▶ [THE RECORDS]
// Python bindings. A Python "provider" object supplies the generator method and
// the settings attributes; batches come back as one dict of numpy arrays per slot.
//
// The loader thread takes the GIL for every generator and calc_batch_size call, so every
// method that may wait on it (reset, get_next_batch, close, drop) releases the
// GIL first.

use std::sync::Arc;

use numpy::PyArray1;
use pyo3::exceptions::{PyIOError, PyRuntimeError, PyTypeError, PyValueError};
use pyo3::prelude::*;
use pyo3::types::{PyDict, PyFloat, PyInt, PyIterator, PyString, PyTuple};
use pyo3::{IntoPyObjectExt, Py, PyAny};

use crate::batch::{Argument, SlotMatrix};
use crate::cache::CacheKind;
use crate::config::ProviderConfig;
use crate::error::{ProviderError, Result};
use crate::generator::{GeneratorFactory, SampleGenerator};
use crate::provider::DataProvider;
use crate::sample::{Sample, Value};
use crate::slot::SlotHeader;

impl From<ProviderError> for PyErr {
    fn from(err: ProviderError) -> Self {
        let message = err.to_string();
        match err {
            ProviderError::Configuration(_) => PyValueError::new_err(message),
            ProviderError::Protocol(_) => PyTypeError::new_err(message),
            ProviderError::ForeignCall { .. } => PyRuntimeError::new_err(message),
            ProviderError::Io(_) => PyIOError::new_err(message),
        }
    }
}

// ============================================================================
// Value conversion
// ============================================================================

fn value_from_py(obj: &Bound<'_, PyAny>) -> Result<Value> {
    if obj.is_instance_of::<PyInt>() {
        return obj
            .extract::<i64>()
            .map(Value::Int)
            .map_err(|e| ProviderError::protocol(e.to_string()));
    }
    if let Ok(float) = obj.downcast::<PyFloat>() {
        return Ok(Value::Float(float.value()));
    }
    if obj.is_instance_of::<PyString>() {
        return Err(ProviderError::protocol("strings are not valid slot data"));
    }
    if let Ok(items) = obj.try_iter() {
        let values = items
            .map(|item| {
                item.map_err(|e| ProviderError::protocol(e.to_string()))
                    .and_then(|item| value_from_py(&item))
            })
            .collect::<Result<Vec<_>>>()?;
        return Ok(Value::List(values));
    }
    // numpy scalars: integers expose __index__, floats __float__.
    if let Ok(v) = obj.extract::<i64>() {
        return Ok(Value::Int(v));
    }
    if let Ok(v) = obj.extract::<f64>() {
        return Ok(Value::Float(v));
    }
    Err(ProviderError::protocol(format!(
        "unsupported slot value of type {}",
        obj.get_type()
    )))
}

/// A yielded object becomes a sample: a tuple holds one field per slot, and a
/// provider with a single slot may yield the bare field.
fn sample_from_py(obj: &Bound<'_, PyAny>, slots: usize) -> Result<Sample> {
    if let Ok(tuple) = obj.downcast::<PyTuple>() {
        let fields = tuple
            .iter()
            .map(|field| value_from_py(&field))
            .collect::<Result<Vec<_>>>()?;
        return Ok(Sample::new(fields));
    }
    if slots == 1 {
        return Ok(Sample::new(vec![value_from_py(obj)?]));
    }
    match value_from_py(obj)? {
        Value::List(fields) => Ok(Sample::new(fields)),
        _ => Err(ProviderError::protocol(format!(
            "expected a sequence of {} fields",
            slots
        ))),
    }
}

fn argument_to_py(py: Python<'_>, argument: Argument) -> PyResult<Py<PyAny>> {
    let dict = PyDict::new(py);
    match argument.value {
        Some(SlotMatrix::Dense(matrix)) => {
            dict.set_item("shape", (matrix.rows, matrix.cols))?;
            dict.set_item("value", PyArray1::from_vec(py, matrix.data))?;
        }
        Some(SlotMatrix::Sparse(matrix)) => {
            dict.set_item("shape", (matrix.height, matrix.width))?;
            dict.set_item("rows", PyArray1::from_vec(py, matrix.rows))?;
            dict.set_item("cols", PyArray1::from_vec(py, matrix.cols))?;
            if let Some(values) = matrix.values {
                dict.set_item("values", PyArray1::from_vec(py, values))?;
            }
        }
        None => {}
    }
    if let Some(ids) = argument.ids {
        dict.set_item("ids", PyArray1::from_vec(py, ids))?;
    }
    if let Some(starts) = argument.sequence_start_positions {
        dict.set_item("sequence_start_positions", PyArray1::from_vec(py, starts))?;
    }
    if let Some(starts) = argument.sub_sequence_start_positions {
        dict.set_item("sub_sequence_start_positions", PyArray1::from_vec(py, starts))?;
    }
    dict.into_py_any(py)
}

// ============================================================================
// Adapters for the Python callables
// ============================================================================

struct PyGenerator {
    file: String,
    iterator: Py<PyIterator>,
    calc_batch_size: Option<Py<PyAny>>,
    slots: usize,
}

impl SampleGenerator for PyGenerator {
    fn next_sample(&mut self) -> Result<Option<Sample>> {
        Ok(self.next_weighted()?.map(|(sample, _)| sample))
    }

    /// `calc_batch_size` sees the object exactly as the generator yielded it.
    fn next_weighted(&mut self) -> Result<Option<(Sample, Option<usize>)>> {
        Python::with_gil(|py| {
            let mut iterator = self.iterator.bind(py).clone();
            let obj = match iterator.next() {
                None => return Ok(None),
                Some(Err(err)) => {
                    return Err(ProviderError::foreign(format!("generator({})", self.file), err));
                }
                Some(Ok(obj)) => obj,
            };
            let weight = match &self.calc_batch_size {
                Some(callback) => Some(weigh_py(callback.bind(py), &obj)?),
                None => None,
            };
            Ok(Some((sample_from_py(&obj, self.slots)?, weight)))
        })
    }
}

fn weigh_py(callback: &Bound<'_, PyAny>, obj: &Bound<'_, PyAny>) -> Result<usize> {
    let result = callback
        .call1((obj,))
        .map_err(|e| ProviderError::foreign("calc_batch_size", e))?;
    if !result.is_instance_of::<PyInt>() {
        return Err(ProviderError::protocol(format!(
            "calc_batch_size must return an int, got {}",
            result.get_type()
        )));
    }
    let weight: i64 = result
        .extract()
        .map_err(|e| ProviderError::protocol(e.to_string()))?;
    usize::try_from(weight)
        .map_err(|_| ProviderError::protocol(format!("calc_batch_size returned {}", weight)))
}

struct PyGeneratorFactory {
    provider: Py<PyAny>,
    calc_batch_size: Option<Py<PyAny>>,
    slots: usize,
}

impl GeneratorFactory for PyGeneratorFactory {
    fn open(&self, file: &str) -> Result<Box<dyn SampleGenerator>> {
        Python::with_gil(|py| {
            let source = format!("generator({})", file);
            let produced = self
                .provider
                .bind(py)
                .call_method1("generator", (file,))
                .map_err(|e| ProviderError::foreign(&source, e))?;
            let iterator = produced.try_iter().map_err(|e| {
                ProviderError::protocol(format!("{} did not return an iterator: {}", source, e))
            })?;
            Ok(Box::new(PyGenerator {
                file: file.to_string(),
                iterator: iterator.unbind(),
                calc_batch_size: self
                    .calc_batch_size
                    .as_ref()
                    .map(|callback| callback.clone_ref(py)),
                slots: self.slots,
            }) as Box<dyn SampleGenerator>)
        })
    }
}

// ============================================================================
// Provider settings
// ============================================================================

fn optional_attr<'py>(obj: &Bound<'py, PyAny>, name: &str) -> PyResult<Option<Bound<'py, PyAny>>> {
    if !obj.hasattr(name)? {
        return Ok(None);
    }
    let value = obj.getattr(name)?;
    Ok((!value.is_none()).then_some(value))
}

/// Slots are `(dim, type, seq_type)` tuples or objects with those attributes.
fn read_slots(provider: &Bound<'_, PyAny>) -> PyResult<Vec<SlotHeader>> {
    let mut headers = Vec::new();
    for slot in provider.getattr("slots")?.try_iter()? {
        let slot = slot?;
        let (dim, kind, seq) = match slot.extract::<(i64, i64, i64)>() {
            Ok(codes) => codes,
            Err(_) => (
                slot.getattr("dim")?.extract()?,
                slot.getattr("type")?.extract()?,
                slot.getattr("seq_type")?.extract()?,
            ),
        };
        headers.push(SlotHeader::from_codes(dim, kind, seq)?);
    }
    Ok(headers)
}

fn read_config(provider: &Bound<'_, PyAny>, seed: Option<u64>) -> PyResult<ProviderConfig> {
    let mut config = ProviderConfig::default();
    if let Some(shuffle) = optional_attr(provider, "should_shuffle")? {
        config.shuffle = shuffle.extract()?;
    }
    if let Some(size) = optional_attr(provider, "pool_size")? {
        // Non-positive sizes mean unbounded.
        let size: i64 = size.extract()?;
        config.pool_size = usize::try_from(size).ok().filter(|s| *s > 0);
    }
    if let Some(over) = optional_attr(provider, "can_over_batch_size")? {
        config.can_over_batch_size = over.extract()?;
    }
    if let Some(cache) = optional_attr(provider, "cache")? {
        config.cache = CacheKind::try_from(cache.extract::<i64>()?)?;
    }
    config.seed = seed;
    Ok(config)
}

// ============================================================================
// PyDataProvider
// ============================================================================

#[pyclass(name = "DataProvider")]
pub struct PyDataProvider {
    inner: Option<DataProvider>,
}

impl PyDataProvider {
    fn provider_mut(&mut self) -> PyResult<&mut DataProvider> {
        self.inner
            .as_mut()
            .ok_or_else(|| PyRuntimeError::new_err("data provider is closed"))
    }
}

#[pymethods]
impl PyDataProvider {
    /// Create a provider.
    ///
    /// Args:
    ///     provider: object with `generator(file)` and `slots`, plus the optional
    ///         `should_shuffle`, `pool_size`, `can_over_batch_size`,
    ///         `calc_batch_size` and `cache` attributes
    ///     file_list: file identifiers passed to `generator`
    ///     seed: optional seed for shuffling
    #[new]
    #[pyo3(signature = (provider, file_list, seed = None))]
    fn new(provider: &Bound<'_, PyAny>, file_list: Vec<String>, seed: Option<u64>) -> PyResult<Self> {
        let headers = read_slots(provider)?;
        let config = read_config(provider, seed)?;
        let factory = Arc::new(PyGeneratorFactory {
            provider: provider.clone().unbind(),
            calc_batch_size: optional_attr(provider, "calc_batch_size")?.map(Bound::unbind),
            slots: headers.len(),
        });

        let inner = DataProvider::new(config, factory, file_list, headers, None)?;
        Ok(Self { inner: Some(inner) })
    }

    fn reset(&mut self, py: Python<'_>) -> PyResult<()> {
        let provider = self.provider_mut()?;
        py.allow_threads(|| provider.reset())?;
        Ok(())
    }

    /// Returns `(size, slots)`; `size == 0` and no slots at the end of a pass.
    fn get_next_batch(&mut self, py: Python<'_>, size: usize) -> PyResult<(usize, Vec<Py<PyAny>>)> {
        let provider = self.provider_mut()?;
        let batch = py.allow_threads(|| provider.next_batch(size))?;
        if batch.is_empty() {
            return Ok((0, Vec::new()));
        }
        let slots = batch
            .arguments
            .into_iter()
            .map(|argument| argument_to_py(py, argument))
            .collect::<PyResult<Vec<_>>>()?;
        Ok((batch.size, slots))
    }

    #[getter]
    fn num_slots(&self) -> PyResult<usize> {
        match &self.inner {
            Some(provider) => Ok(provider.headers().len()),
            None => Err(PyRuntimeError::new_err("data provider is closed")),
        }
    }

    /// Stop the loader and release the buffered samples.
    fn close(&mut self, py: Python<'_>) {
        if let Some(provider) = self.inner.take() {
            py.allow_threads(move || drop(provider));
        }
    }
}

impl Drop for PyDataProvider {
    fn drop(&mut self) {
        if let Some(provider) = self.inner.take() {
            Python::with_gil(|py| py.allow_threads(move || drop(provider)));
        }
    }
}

▶ [DIRECTIONS FOR THIS TASK] Look above for lines with the word "shape" and copy them all.

▶ [RESPONSE TO THE EXERCISE]
            dict.set_item("shape", (matrix.rows, matrix.cols))?;
            dict.set_item("shape", (matrix.height, matrix.width))?;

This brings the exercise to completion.